NEWS FROM THE LAB - Thursday, May 10, 2007

Advanced tools to handle stolen information Posted by Patrik @ 04:18 GMT

When analyzing one of the latest variants of LDPinch, an information stealing trojan, we found the drop-site used by the trojan to upload the stolen information. As you can see from the screenshot below, the files are named in the format of hour_minute-day.month.year_ipaddress_computername.

Pinch Drop

So whenever a user gets hit by this trojan, it will collect lots of information, and upload it to this site.

At the time of writing, there are 1591 files there, and new ones are arriving every few minutes. We are still in process of taking down the site. The files on the drop-site are encrypted using a proprietary encryption algorithm. To decrypt it, the authors behind LDPinch have created a reporting tool. Thanks to Adam at Sunbelt Software, we got access to this tool.

The reporting tool has a very nice UI. As you can see from the screenshot, everything is structured very nicely, you can see generic information about the computer itself such as hardware information (CPU, RAM, Disk, et cetera).

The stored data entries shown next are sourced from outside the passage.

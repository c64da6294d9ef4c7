//! Fan-out of one line to many sessions.

use crate::state::{SessionId, Snapshot};
use chat_proto::Reply;
use std::sync::Arc;

/// Deliver `reply` to every session in `snapshot` except `exclude`.
///
/// Delivery never waits on a recipient: a full or closed queue skips that
/// recipient only. Returns how many sessions accepted the line.
pub fn fan_out(snapshot: &Snapshot, exclude: SessionId, reply: &Reply) -> usize {
    let line: Arc<str> = Arc::from(reply.to_string());

    snapshot
        .iter()
        .filter(|(handle, _)| handle.id() != exclude)
        .filter(|(handle, _)| handle.deliver(&line))
        .count()
}
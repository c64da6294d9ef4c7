//! chat-client - minimal interactive client for chatd.
//!
//! Usage: `chat-client [host] [port]` (defaults `localhost` `3333`).
//! Lines typed on stdin go to the server verbatim; every server line is
//! printed followed by a `>` prompt.

use anyhow::Context;
use chat_proto::{Line, LineCodec};
use futures_util::{SinkExt, StreamExt};
use std::io::Write;
use tokio::io::{AsyncBufReadExt, BufReader};
use tokio::net::TcpStream;
use tokio_util::codec::{FramedRead, FramedWrite};

const DEFAULT_HOST: &str = "localhost";
const DEFAULT_PORT: u16 = 3333;

#[tokio::main]
async fn main() -> anyhow::Result<()> {
    let mut args = std::env::args().skip(1);
    let host = args.next().unwrap_or_else(|| DEFAULT_HOST.to_string());
    let port = match args.next() {
        Some(port) => port
            .parse::<u16>()
            .with_context(|| format!("invalid port {port:?}"))?,
        None => DEFAULT_PORT,
    };

    let stream = TcpStream::connect((host.as_str(), port))
        .await
        .with_context(|| format!("failed to connect to {host}:{port}"))?;
    let (read_half, write_half) = stream.into_split();
    let mut server = FramedRead::new(read_half, LineCodec::new());
    let mut sink = FramedWrite::new(write_half, LineCodec::new());

    // Forward stdin until it closes; the server decides when we're done.
    tokio::spawn(async move {
        let mut stdin = BufReader::new(tokio::io::stdin()).lines();
        while let Ok(Some(line)) = stdin.next_line().await {
            if sink.send(line).await.is_err() {
                break;
            }
        }
    });

    prompt()?;
    while let Some(item) = server.next().await {
        match item.context("connection error")? {
            Line::Text(text) => println!("{text}"),
            Line::InvalidUtf8 { lossy } => println!("{lossy}"),
            Line::TooLong { limit } => println!("(server line over {limit} bytes skipped)"),
        }
        prompt()?;
    }

    println!();
    Ok(())
}

fn prompt() -> std::io::Result<()> {
    let mut stdout = std::io::stdout().lock();
    stdout.write_all(b">")?;
    stdout.flush()
}
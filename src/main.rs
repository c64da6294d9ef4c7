//! chatd - a line-oriented multi-user chat server.
//!
//! Clients connect over TCP, pick a nickname with `/NICK`, then broadcast with
//! `/BC`, message one user with `/MSG` and list users with `/LIST`.

mod config;
mod error;
mod handlers;
mod http;
mod metrics;
mod network;
mod state;
mod telemetry;

use crate::config::Config;
use crate::network::Gateway;
use crate::state::Registry;
use std::sync::Arc;
use tracing::{error, info};
use tracing_subscriber::EnvFilter;

#[tokio::main]
async fn main() -> anyhow::Result<()> {
    init_tracing();

    // Load configuration
    let config_path = std::env::args()
        .nth(1)
        .unwrap_or_else(|| "config.toml".to_string());

    let config = Config::load(&config_path).map_err(|e| {
        error!(path = %config_path, error = %e, "Failed to load config");
        e
    })?;

    if let Err(errors) = config::validate(&config) {
        for e in &errors {
            error!(path = %config_path, error = %e, "Invalid config");
        }
        anyhow::bail!("{} configuration error(s) in {config_path}", errors.len());
    }

    info!(
        server = %config.server.name,
        address = %config.listen.address,
        "Starting chatd"
    );

    // Metrics are optional; a missing or zero port disables the endpoint.
    metrics::init();
    match config.server.metrics_port() {
        Some(port) => {
            tokio::spawn(async move {
                http::run_http_server(port).await;
            });
            info!(port, "Prometheus HTTP server started");
        }
        None => info!("Metrics endpoint disabled"),
    }

    let registry = Arc::new(Registry::new());
    let gateway = Gateway::bind(&config.listen, config.limits.clone(), Arc::clone(&registry)).await?;

    tokio::select! {
        result = gateway.run() => result?,
        signal = tokio::signal::ctrl_c() => {
            signal?;
            info!(
                sessions = registry.len(),
                registered = registry.registered_count(),
                "Shutdown requested - no longer accepting connections"
            );
        }
    }

    Ok(())
}

/// Human-readable logs by default; `CHATD_LOG_FORMAT=json` for JSON lines.
fn init_tracing() {
    let filter = EnvFilter::try_from_default_env().unwrap_or_else(|_| EnvFilter::new("info"));
    let builder = tracing_subscriber::fmt()
        .with_env_filter(filter)
        .with_target(true);

    match std::env::var("CHATD_LOG_FORMAT").as_deref() {
        Ok("json") => builder.json().init(),
        _ => builder.init(),
    }
}
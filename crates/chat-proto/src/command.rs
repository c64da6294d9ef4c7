//! Client command parsing.
//!
//! Every received line maps to exactly one [`Command`]. Parsing is pure: no
//! I/O, no shared state, and it never fails. Anything that does not match a
//! known command with the right arity becomes [`Command::Malformed`], which
//! carries the original text so the server can echo it back.
//!
//! | Line                   | Command                          |
//! |------------------------|----------------------------------|
//! | `/NICK <name>`         | [`Command::SetNickname`]         |
//! | `/BC <text>`           | [`Command::Broadcast`]           |
//! | `/MSG <target> <text>` | [`Command::DirectMessage`]       |
//! | `/LIST`                | [`Command::ListNames`]           |
//! | anything else          | [`Command::Malformed`]           |

/// Sender name used for system-originated notices. Never assignable to a client.
pub const RESERVED_NAME: &str = "server";

/// A parsed client command.
#[derive(Clone, Debug, PartialEq, Eq)]
pub enum Command {
    /// `/BC <text>`: send `text` to every other registered session.
    Broadcast(String),
    /// `/MSG <target> <text>`: send `text` to the session named `target`.
    DirectMessage {
        /// Display name of the recipient.
        target: String,
        /// Message body, verbatim including internal whitespace.
        text: String,
    },
    /// `/NICK <name>`: claim a display name.
    SetNickname(String),
    /// `/LIST`: list every registered display name.
    ListNames,
    /// Unknown command or wrong arity. Holds the raw line.
    Malformed(String),
}

impl Command {
    /// Parse one received line.
    ///
    /// The caller is expected to have trimmed surrounding whitespace already.
    pub fn parse(line: &str) -> Command {
        let (token, rest) = split_token(line);

        match token {
            "/NICK" => match rest.map(split_token) {
                Some((name, None)) => Command::SetNickname(name.to_string()),
                _ => Command::Malformed(line.to_string()),
            },
            "/BC" => match rest {
                Some(text) => Command::Broadcast(text.to_string()),
                None => Command::Malformed(line.to_string()),
            },
            "/MSG" => match rest.map(split_token) {
                Some((target, Some(text))) => Command::DirectMessage {
                    target: target.to_string(),
                    text: text.to_string(),
                },
                _ => Command::Malformed(line.to_string()),
            },
            "/LIST" if rest.is_none() => Command::ListNames,
            _ => Command::Malformed(line.to_string()),
        }
    }

    /// Static label for logs and metrics.
    pub fn name(&self) -> &'static str {
        match self {
            Command::Broadcast(_) => "BC",
            Command::DirectMessage { .. } => "MSG",
            Command::SetNickname(_) => "NICK",
            Command::ListNames => "LIST",
            Command::Malformed(_) => "INVALID",
        }
    }
}

impl std::str::FromStr for Command {
    type Err = std::convert::Infallible;

    fn from_str(s: &str) -> Result<Self, Self::Err> {
        Ok(Command::parse(s))
    }
}

/// Split off the first token at the first whitespace run.
///
/// The remainder has the separating run removed and is `None` when nothing
/// but whitespace follows the token.
fn split_token(s: &str) -> (&str, Option<&str>) {
    match s.find(char::is_whitespace) {
        Some(idx) => {
            let rest = s[idx..].trim_start();
            (&s[..idx], (!rest.is_empty()).then_some(rest))
        }
        None => (s, None),
    }
}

You can also see which version of Windows is being used together with the license key. At the bottom of the screen you can see all of the stolen information such as ICQ credentials, usernames and passwords taken from stored e-mail accounts in Outlook and Thunderbird, and also information stored in the password managers of Internet Explorer, Firefox, and Opera. To protect the identity of the infected user we've blurred some of the information.

Pinch Parser

The tool also comes with some simple statistics and you can also export the information into different types of files, such as exporting all e-mail addresses to a TXT file, or the report as an HTML, et cetera. There are also facilities to filter the data or search for strings, such as all stolen credentials for yahoo.com for example.

Pinch Parser

The guys behind the trojan are from Russia and the tool is available in both English and Russian languages. This clearly indicates that the bad guys are working in a professional manner, creating easy-to-use tools to quickly get to the information instead of having just TXT files with loads and loads of text to filter through.

Right now the latest variant is LdPinch.BYJ, detection was added yesterday evening.